Where did all the hard-earned Christmas bonuses go? Perhaps, this has become a common concern for most employees in light of the recently concluded holidays. Amidst the generous pouring of cash gifts and bonuses last Christmas season, even the most grateful of employees most likely ended up pondering its insufficiency for keeping up with the festivities. How they wished they had received more.

In response to such clamor, which, in all likelihood, has been going on for years, Senate President Pro Tempore Ralph Recto filed Senate Bill (SB) 256, which seeks to amend the Tax Code by increasing the ceiling on income tax exemptions covering the 13th month pay, Christmas bonus, and other cash bonuses from P30,000 to P75,000.The current ceiling has been in place since 1994, following the effectivity of Republic Act No. 7833, which exempts the mandated 13th month pay and other cash bonuses from taxation, but only to the extent of P30,000. Two decades have passed, and yet the same threshold is implemented vis-a-vis the volatile Consumer Price Index (CPI) and inflation rate. In essence, inflation is a sound justification for the passage of SB 256. With the erosion of the purchasing power of real wages due to increasing prices of commodities and the cost of living in general, the present threshold is rendered unrealistic.

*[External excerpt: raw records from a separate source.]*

//! §4.5 step 1 "Select episodes".

use std::sync::Arc;

use chrono::Utc;
use cortex_core::errors::CortexResult;
use cortex_core::ids::{AgentId, TenantId};
use cortex_core::models::{ConsolidationStatus, Episode};
use cortex_core::traits::EpisodeStore;

use crate::result::ConsolidationScope;

pub async fn select_episodes(
    episodes: &Arc<dyn EpisodeStore>,
    tenant_id: TenantId,
    agent_id: AgentId,
    scope: ConsolidationScope,
    max_episodes_per_run: usize,
) -> CortexResult<Vec<Episode>> {
    let mut raw = episodes
        .list_by_status(tenant_id, agent_id, ConsolidationStatus::Raw)
        .await?;

    if scope == ConsolidationScope::Recent {
        let cutoff = Utc::now() - chrono::Duration::hours(24);
        raw.retain(|e| e.occurred_at >= cutoff);
    }

    raw.sort_by_key(|e| e.occurred_at);
    raw.truncate(max_episodes_per_run);
    Ok(raw)
}

#[cfg(test)]
mod tests {
    use super::*;
    use cortex_storage::InMemoryStore;

    #[tokio::test]
    async fn recent_scope_excludes_episodes_older_than_a_day() {
        let store = InMemoryStore::default();
        let tenant_id = TenantId::new();
        let agent_id = AgentId::new();

        let mut old = Episode::new(tenant_id, agent_id, "old episode", Utc::now() - chrono::Duration::hours(30));
        old.consolidation_status = ConsolidationStatus::Raw;
        store.upsert(old).await.unwrap();

        let recent = Episode::new(tenant_id, agent_id, "recent episode", Utc::now());
        store.upsert(recent).await.unwrap();

        let episodes: Arc<dyn EpisodeStore> = Arc::new(store);
        let selected = select_episodes(&episodes, tenant_id, agent_id, ConsolidationScope::Recent, 100)
            .await
            .unwrap();

        assert_eq!(selected.len(), 1);
        assert_eq!(selected[0].raw_content, "recent episode");
    }

    #[tokio::test]
    async fn full_scope_includes_older_episodes() {
        let store = InMemoryStore::default();
        let tenant_id = TenantId::new();
        let agent_id = AgentId::new();

        let old = Episode::new(tenant_id, agent_id, "old episode", Utc::now() - chrono::Duration::hours(30));
        store.upsert(old).await.unwrap();

        let episodes: Arc<dyn EpisodeStore> = Arc::new(store);
        let selected = select_episodes(&episodes, tenant_id, agent_id, ConsolidationScope::Full, 100)
            .await
            .unwrap();

        assert_eq!(selected.len(), 1);
    }

    #[tokio::test]
    async fn max_episodes_per_run_caps_the_batch() {
        let store = InMemoryStore::default();
        let tenant_id = TenantId::new();
        let agent_id = AgentId::new();

        for i in 0..10 {
            let episode = Episode::new(tenant_id, agent_id, format!("episode {i}"), Utc::now());
            store.upsert(episode).await.unwrap();
        }

        let episodes: Arc<dyn EpisodeStore> = Arc::new(store);
        let selected = select_episodes(&episodes, tenant_id, agent_id, ConsolidationScope::Full, 4)
            .await
            .unwrap();

        assert_eq!(selected.len(), 4);
    }
}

To illustrate this point in concrete terms, Sen. Recto cited the salary of government personnel. In 1994, the monthly salary of a government employee with the lowest salary grade was P2,800 while that of the President of the Philippines stood at P25,000. Currently, the monthly salary of the former is P9,000 while that of the latter stands at P120,000. Although there have clearly been increases in the legislated pay scale, the subject ceiling on tax exemptions has remained the same.

As cited in the explanatory note of the bill, findings of the National Tax Research Center (NTRC) and National Economic Development Authority (NEDA) show that the purchasing power of P30,000 in 1994 could range from P72,000 to P75,000 in 2011, after adjusting for inflation. With the mounting disparity between nominal and real wages, Sen. Recto is pushing to increase the subject ceiling from P30,000 to P75,000 to be more responsive to the needs of the times.

In addition, the bill also proposes a periodic adjustment of the ceiling every three years, starting from its effective date, using the CPI published by the National Statistics Office (NSO) as reference. The Thirteenth Month Pay Law (Presidential Decree No. 851, as amended by Memorandum Order No. 28) was enacted to afford protection of real wages from erosion due to worldwide inflation. It serves as a means for the working masses to aptly celebrate Christmas and New Year. In this regard, the proposed increase in the ceiling on the income tax exemption of 13th month pay and other cash bonuses of the same nature will go a long way in carrying out the purpose for which the law was formulated.

Since taxation generally involves the power to destroy, it must be carefully and justly exercised; otherwise, the “hen that lays the golden egg” shall cease to exist (SC Case G.R. No. L-25043, dated April 26, 1968). Based on this, it is only fair to adjust the tax exemption of these employment benefits because the working masses also deserve protection from the destroying powers of taxation, in consonance with the Constitutional mandate of social justice.

In a nutshell, SB 256 is a sound remedial measure that may restore the purchasing power of wages to its historical level, and consequently, reinforce an equitable tax system that promotes social justice, which is one of the founding principles of our democratic tradition. Though an ideal standard, it is something we aspire to achieve, if not at least approximate.

The author is a senior consultant at the Tax Services Department of Isla Lipana & Co., the Philippine member firm of the PwC network. 

Views or opinions presented in this article are solely those of the author and do not necessarily represent those of Isla Lipana & Co. The firm will not accept any liability arising from such article; the author will be personally liable for any consequent damages or other liabilities.